Para Barroso, companhias aéreas são responsáveis por conferir passaporte da vacina

    Comprovante de vacinação é obrigatório para quem pretende entrar no Brasil. Plenário do STF julga se mantém decisão

    Foto: Nelson Jr./STF

    Nesta quarta-feira (15), o ministro Luís Roberto Barroso, do Supremo Tribunal Federal (STF), informou que o controle do comprovante de vacinação contra a Covid de viajantes que quiserem entrar no Brasil deve ser feito pelas companhias aéreas no momento do embarque.

    De acordo com o entendimento do ministro, cabe às empresas exigir o certificado de vacinação, assim como já ocorre com a exigência do teste PCR e a declaração à Agência Nacional de Vigilância Sanitária (Anvisa). Portugal, por exemplo, exige no momento do embarque.

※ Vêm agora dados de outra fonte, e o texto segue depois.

//! Event models and DTOs.
//!
//! Partial updates use [`PatchField`] so that an omitted key, an explicit
//! `null` and a value are three different requests. Editors may only touch
//! `description` ([`UpdateEventDescription`]); administrators may touch every
//! editable column ([`UpdateEvent`]). Both go through the same normalization
//! and the same repository write.

use eventplan_core::error::CoreError;
use eventplan_core::patch::{check_max_chars, normalize_text, PatchField};
use eventplan_core::search::SearchableEvent;
use eventplan_core::types::{DbId, Timestamp};
use serde::{Deserialize, Serialize};
use sqlx::FromRow;

use super::link::EventLink;
use super::photo::Photo;

// ---------------------------------------------------------------------------
// Entity structs (database rows)
// ---------------------------------------------------------------------------

/// A row from the `events` table.
#[derive(Debug, Clone, PartialEq, FromRow, Serialize, Deserialize)]
pub struct Event {
    pub id: DbId,
    pub category_id: DbId,
    pub number: Option<String>,
    pub name: String,
    pub event_date: Option<String>,
    pub responsible: Option<String>,
    pub location: Option<String>,
    pub description: Option<String>,
    pub sort_order: i32,
    pub created_at: Timestamp,
    pub updated_at: Timestamp,
}

/// An event with its links and photos.
#[derive(Debug, Clone, PartialEq, Serialize, Deserialize)]
pub struct EventWithRelations {
    #[serde(flatten)]
    pub event: Event,
    pub links: Vec<EventLink>,
    pub photos: Vec<Photo>,
}

impl SearchableEvent for Event {
    fn searchable_fields(&self) -> [Option<&str>; 5] {
        [
            Some(self.name.as_str()),
            self.responsible.as_deref(),
            self.location.as_deref(),
            self.description.as_deref(),
            self.event_date.as_deref(),
        ]
    }
}

impl SearchableEvent for EventWithRelations {
    fn searchable_fields(&self) -> [Option<&str>; 5] {
        self.event.searchable_fields()
    }
}

// ---------------------------------------------------------------------------
// DTOs (request payloads)
// ---------------------------------------------------------------------------

/// Width of `events.number`.
pub const NUMBER_MAX_CHARS: usize = 20;
/// Width of `events.event_date`.
pub const EVENT_DATE_MAX_CHARS: usize = 100;

/// DTO for creating an event (admin).
#[derive(Debug, Clone, Deserialize)]
pub struct CreateEvent {
    pub category_id: DbId,
    pub number: Option<String>,
    pub name: String,
    pub event_date: Option<String>,
    pub responsible: Option<String>,
    pub location: Option<String>,
    pub description: Option<String>,
    #[serde(default)]
    pub sort_order: i32,
}

impl CreateEvent {
    /// Trim all text; blank optional text becomes `None`, a blank name is
    /// rejected.
    pub fn normalized(self) -> Result<Self, CoreError> {
        let name = normalize_text(Some(self.name))
            .ok_or_else(|| CoreError::validation("name must not be empty"))?;
        let number = normalize_text(self.number);
        check_max_chars("number", number.as_deref(), NUMBER_MAX_CHARS)?;
        let event_date = normalize_text(self.event_date);
        check_max_chars("event_date", event_date.as_deref(), EVENT_DATE_MAX_CHARS)?;
        Ok(Self {
            category_id: self.category_id,
            number,
            name,
            event_date,
            responsible: normalize_text(self.responsible),
            location: normalize_text(self.location),
            description: normalize_text(self.description),
            sort_order: self.sort_order,
        })
    }
}

/// DTO for the editor-facing description update.
///
/// Unknown keys are ignored; only `description` is examined.
#[derive(Debug, Clone, Default, Deserialize)]
pub struct UpdateEventDescription {
    #[serde(default)]
    pub description: PatchField<String>,
}

/// DTO for the administrator's partial update of an event.
#[derive(Debug, Clone, Default, Deserialize)]
pub struct UpdateEvent {
    #[serde(default)]
    pub number: PatchField<String>,
    #[serde(default)]
    pub name: PatchField<String>,
    #[serde(default)]
    pub event_date: PatchField<String>,
    #[serde(default)]
    pub responsible: PatchField<String>,
    #[serde(default)]
    pub location: PatchField<String>,
    #[serde(default)]
    pub description: PatchField<String>,
    #[serde(default)]
    pub sort_order: PatchField<i32>,
    #[serde(default)]
    pub category_id: PatchField<DbId>,
}

impl From<UpdateEventDescription> for UpdateEvent {
    fn from(dto: UpdateEventDescription) -> Self {
        Self {
            description: dto.description,
            ..Default::default()
        }
    }
}

impl UpdateEvent {
    /// Normalize text fields, reject clearing of required columns and
    /// check column widths.
    ///
    /// The whole patch is rejected if any field is invalid, so a failed
    /// call never writes anything.
    pub fn normalized(self) -> Result<Self, CoreError> {
        Ok(Self {
            number: self.number.normalized().max_chars("number", NUMBER_MAX_CHARS)?,
            name: self.name.normalized().required("name")?,
            event_date: self
                .event_date
                .normalized()
                .max_chars("event_date", EVENT_DATE_MAX_CHARS)?,
            responsible: self.responsible.normalized(),
            location: self.location.normalized(),
            description: self.description.normalized(),
            sort_order: self.sort_order.required("sort_order")?,
            category_id: self.category_id.required("category_id")?,
        })
    }

    /// True when every field is absent; such a patch performs no write.
    pub fn is_noop(&self) -> bool {
        self.number.is_absent()
            && self.name.is_absent()
            && self.event_date.is_absent()
            && self.responsible.is_absent()
            && self.location.is_absent()
            && self.description.is_absent()
            && self.sort_order.is_absent()
            && self.category_id.is_absent()
    }

    /// Apply this (normalized) patch to an in-memory copy of the event.
    ///
    /// Mirrors what the repository writes; used by callers that keep a local
    /// copy and by tests.
    pub fn apply_to(self, event: &Event) -> Event {
        let mut next = event.clone();
        next.number = self.number.apply(next.number);
        next.name = self.name.apply(Some(next.name)).unwrap_or_default();
        next.event_date = self.event_date.apply(next.event_date);
        next.responsible = self.responsible.apply(next.responsible);
        next.location = self.location.apply(next.location);
        next.description = self.description.apply(next.description);
        next.sort_order = self.sort_order.apply(Some(next.sort_order)).unwrap_or_default();
        next.category_id = self
            .category_id
            .apply(Some(next.category_id))
            .unwrap_or_default();
        next
    }
}
//! Photo upload validation, storage layout and image processing.
//!
//! Uploaded images are decoded, rotated according to their EXIF orientation,
//! flattened onto a white background and re-encoded as JPEG. Re-encoding
//! drops all metadata. A second, smaller JPEG is produced as the thumbnail.

use std::io::Cursor;
use std::path::Path;

use image::codecs::jpeg::JpegEncoder;
use image::{DynamicImage, ImageDecoder, ImageReader, RgbImage};
use uuid::Uuid;

use crate::error::CoreError;
use crate::types::DbId;

// ---------------------------------------------------------------------------
// Constants
// ---------------------------------------------------------------------------

/// MIME types accepted for photo uploads, on both client and server.
pub const ALLOWED_CONTENT_TYPES: &[&str] = &["image/jpeg", "image/png"];

/// File extensions accepted by the server (lowercase, with dot).
pub const ALLOWED_EXTENSIONS: &[&str] = &[".jpg", ".jpeg", ".png"];

/// Longest edge of a generated thumbnail, in pixels.
pub const DEFAULT_THUMBNAIL_SIZE: u32 = 400;

/// JPEG quality used for thumbnails.
pub const DEFAULT_THUMBNAIL_QUALITY: u8 = 85;

/// JPEG quality used for the stored original.
pub const ORIGINAL_JPEG_QUALITY: u8 = 95;

/// Subdirectory names under `{year}/{month}/{event_id}/`.
const ORIGINAL_DIR: &str = "original";
const THUMBNAIL_DIR: &str = "thumbnails";

// ---------------------------------------------------------------------------
// Validation
// ---------------------------------------------------------------------------

/// Whether a declared content type is an accepted image type.
///
/// Parameters such as `; charset=...` are ignored, comparison is
/// case-insensitive.
pub fn is_allowed_content_type(content_type: &str) -> bool {
    let essence = content_type
        .split(';')
        .next()
        .unwrap_or_default()
        .trim()
        .to_ascii_lowercase();
    ALLOWED_CONTENT_TYPES.contains(&essence.as_str())
}

/// Validate an uploaded file's name and declared MIME type.
///
/// Returns the lowercase extension (with dot) on success.
pub fn validate_upload(
    filename: Option<&str>,
    content_type: Option<&str>,
) -> Result<String, CoreError> {
    let filename = filename
        .filter(|f| !f.trim().is_empty())
        .ok_or_else(|| CoreError::validation("Filename is required"))?;

    let extension = Path::new(filename)
        .extension()
        .and_then(|e| e.to_str())
        .map(|e| format!(".{}", e.to_ascii_lowercase()))
        .unwrap_or_default();

    if !ALLOWED_EXTENSIONS.contains(&extension.as_str()) {
        return Err(CoreError::validation(format!(
            "Invalid file format '{extension}'. Allowed formats: JPEG, PNG"
        )));
    }

    if let Some(ct) = content_type.filter(|ct| !ct.is_empty()) {
        if !is_allowed_content_type(ct) {
            return Err(CoreError::validation(format!(
                "Invalid MIME type '{ct}'. Allowed types: image/jpeg, image/png"
            )));
        }
    }

    Ok(extension)
}

// ---------------------------------------------------------------------------
// Storage layout
// ---------------------------------------------------------------------------

/// Relative storage paths of one photo (forward slashes, relative to the
/// upload root).
#[derive(Debug, Clone, PartialEq, Eq)]
pub struct PhotoPaths {
    pub original: String,
    pub thumbnail: String,
}

/// Build `{year}/{month:02}/{event_id}/{original|thumbnails}/{file_name}`.
pub fn photo_paths(year: i32, month: i32, event_id: DbId, file_name: &str) -> PhotoPaths {
    let base = format!("{year}/{month:02}/{event_id}");
    PhotoPaths {
        original: format!("{base}/{ORIGINAL_DIR}/{file_name}"),
        thumbnail: format!("{base}/{THUMBNAIL_DIR}/{file_name}"),
    }
}

/// A fresh, collision-free file name for a processed photo.
///
/// The client's file name is kept only in the database row; it never reaches
/// the file system.
pub fn generate_file_name() -> String {
    format!("{}.jpg", Uuid::new_v4())
}

/// Reject stored paths that could escape the upload root.
pub fn is_safe_relative_path(path: &str) -> bool {
    !path.is_empty()
        && !path.starts_with('/')
        && !path.contains('\\')
        && path.split('/').all(|seg| !seg.is_empty() && seg != "..")
}

// ---------------------------------------------------------------------------
// Processing
// ---------------------------------------------------------------------------

/// Encoded output of [`process_image`].
#[derive(Debug, Clone)]
pub struct ProcessedPhoto {
    pub original: Vec<u8>,
    pub thumbnail: Vec<u8>,
    pub width: u32,
    pub height: u32,
}

/// Decode, orient, flatten and re-encode an uploaded image.
///
/// CPU-bound; callers on an async runtime should run it on a blocking
/// thread.
pub fn process_image(
    content: &[u8],
    thumbnail_size: u32,
    thumbnail_quality: u8,
) -> Result<ProcessedPhoto, CoreError> {
    let image = decode_oriented(content)?;
    let rgb = flatten_to_rgb(image);
    let (width, height) = rgb.dimensions();

    let original = encode_jpeg(&rgb, ORIGINAL_JPEG_QUALITY)?;

    let thumb = if width <= thumbnail_size && height <= thumbnail_size {
        rgb
    } else {
        DynamicImage::ImageRgb8(rgb)
            .thumbnail(thumbnail_size, thumbnail_size)
            .to_rgb8()
    };
    let thumbnail = encode_jpeg(&thumb, thumbnail_quality)?;

    Ok(ProcessedPhoto {
        original,
        thumbnail,
        width,
        height,
    })
}

fn decode_oriented(content: &[u8]) -> Result<DynamicImage, CoreError> {
    let invalid = |e: image::ImageError| CoreError::validation(format!("Invalid image: {e}"));

    let mut decoder = ImageReader::new(Cursor::new(content))
        .with_guessed_format()
        .map_err(|e| CoreError::validation(format!("Invalid image: {e}")))?
        .into_decoder()
        .map_err(invalid)?;
    let orientation = decoder.orientation().map_err(invalid)?;

    let mut image = DynamicImage::from_decoder(decoder).map_err(invalid)?;
    image.apply_orientation(orientation);
    Ok(image)
}

/// Composite transparent pixels onto white.
fn flatten_to_rgb(image: DynamicImage) -> RgbImage {
    if !image.color().has_alpha() {
        return image.to_rgb8();
    }

    let rgba = image.to_rgba8();
    RgbImage::from_fn(rgba.width(), rgba.height(), |x, y| {
        let [r, g, b, a] = rgba.get_pixel(x, y).0;
        let blend = |c: u8| -> u8 {
            let a = u32::from(a);
            ((u32::from(c) * a + 255 * (255 - a)) / 255) as u8
        };
        image::Rgb([blend(r), blend(g), blend(b)])
    })
}

fn encode_jpeg(image: &RgbImage, quality: u8) -> Result<Vec<u8>, CoreError> {
    let mut buf = Vec::new();
    JpegEncoder::new_with_quality(&mut buf, quality)
        .encode_image(image)
        .map_err(|e| CoreError::Internal(format!("JPEG encoding failed: {e}")))?;
    Ok(buf)
}

#[cfg(test)]
mod tests {
    use super::*;
    use assert_matches::assert_matches;
    use image::{ImageFormat, Rgba, RgbaImage};

    fn png_bytes(width: u32, height: u32, pixel: Rgba<u8>) -> Vec<u8> {
        let img = RgbaImage::from_pixel(width, height, pixel);
        let mut buf = Cursor::new(Vec::new());
        DynamicImage::ImageRgba8(img)
            .write_to(&mut buf, ImageFormat::Png)
            .unwrap();
        buf.into_inner()
    }

    #[test]
    fn content_types() {
        assert!(is_allowed_content_type("image/jpeg"));
        assert!(is_allowed_content_type("IMAGE/PNG"));
        assert!(is_allowed_content_type("image/png; charset=binary"));
        assert!(!is_allowed_content_type("image/gif"));
        assert!(!is_allowed_content_type("application/pdf"));
        assert!(!is_allowed_content_type(""));
    }

    #[test]
    fn validate_upload_accepts_jpeg_and_png() {
        assert_eq!(validate_upload(Some("a.JPG"), Some("image/jpeg")).unwrap(), ".jpg");
        assert_eq!(validate_upload(Some("b.jpeg"), None).unwrap(), ".jpeg");
        assert_eq!(validate_upload(Some("c.png"), Some("")).unwrap(), ".png");
    }

    #[test]
    fn validate_upload_rejects_bad_input() {
        assert_matches!(validate_upload(None, None), Err(CoreError::Validation(_)));
        assert_matches!(validate_upload(Some("  "), None), Err(CoreError::Validation(_)));
        assert_matches!(
            validate_upload(Some("doc.pdf"), Some("application/pdf")),
            Err(CoreError::Validation(msg)) if msg.contains("'.pdf'")
        );
        assert_matches!(
            validate_upload(Some("photo.png"), Some("text/plain")),
            Err(CoreError::Validation(msg)) if msg.contains("text/plain")
        );
        assert_matches!(validate_upload(Some("noext"), None), Err(CoreError::Validation(_)));
    }

    #[test]
    fn paths_follow_year_month_event_layout() {
        let paths = photo_paths(2025, 3, 42, "abc.jpg");
        assert_eq!(paths.original, "2025/03/42/original/abc.jpg");
        assert_eq!(paths.thumbnail, "2025/03/42/thumbnails/abc.jpg");
        assert!(is_safe_relative_path(&paths.original));
    }

    #[test]
    fn generated_names_are_unique_jpegs() {
        let a = generate_file_name();
        let b = generate_file_name();
        assert_ne!(a, b);
        assert!(a.ends_with(".jpg"));
        assert!(is_safe_relative_path(&a));
    }

    #[test]
    fn unsafe_paths_are_rejected() {
        assert!(!is_safe_relative_path("../etc/passwd"));
        assert!(!is_safe_relative_path("/abs/path.jpg"));
        assert!(!is_safe_relative_path("a//b.jpg"));
        assert!(!is_safe_relative_path("a\\b.jpg"));
        assert!(!is_safe_relative_path(""));
    }

    #[test]
    fn process_small_png_keeps_size_and_outputs_jpeg() {
        let png = png_bytes(3, 2, Rgba([10, 20, 30, 255]));
        let out = process_image(&png, 400, 85).unwrap();

        assert_eq!((out.width, out.height), (3, 2));
        assert_eq!(image::guess_format(&out.original).unwrap(), ImageFormat::Jpeg);
        let thumb = image::load_from_memory(&out.thumbnail).unwrap();
        assert_eq!((thumb.width(), thumb.height()), (3, 2));
    }

    #[test]
    fn thumbnail_fits_bounding_box() {
        let png = png_bytes(800, 400, Rgba([0, 0, 0, 255]));
        let out = process_image(&png, 400, 85).unwrap();

        let thumb = image::load_from_memory(&out.thumbnail).unwrap();
        assert_eq!(thumb.width(), 400);
        assert_eq!(thumb.height(), 200);
        let original = image::load_from_memory(&out.original).unwrap();
        assert_eq!((original.width(), original.height()), (800, 400));
    }

    #[test]
    fn transparent_pixels_become_white() {
        let png = png_bytes(1, 1, Rgba([0, 0, 0, 0]));
        let rgb = flatten_to_rgb(image::load_from_memory(&png).unwrap());
        assert_eq!(rgb.get_pixel(0, 0).0, [255, 255, 255]);
    }

    #[test]
    fn garbage_is_a_validation_error() {
        assert_matches!(
            process_image(b"definitely not an image", 400, 85),
            Err(CoreError::Validation(_))
        );
    }
}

    Barroso é o relator de uma ação no STF que discute a exigência do chamado passaporte da vacina. No último dia 11, o ministro determinou a exigência. O governo federal, porém, ainda não publicou a portaria com as regras.

    Paralelamente, o plenário virtual do Supremo começou a julgar nesta quarta-feira se mantém a decisão de Barroso. O julgamento termina nesta quinta (16), às 23h59.

    Exigência do passaporte
    A exigência do passaporte da vacina foi proposta pela Anvisa ao governo federal.

    Em 9 de dezembro, o governo publicou uma portaria na qual determinava a exigência do comprovante de vacina ou cumprimento de quarentena a quem quisesse entrar no Brasil sem estar vacinado. Diante do ataque hacker ao aplicativo do Ministério da Saúde que abriga o comprovante, o governo decidiu suspender a entrada em vigor da portaria.

    No entanto, atendendo a um pedido da Rede, Barroso determinou a exigência do passaporte da vacina. É esta a decisão agora em análise pelo plenário do STF.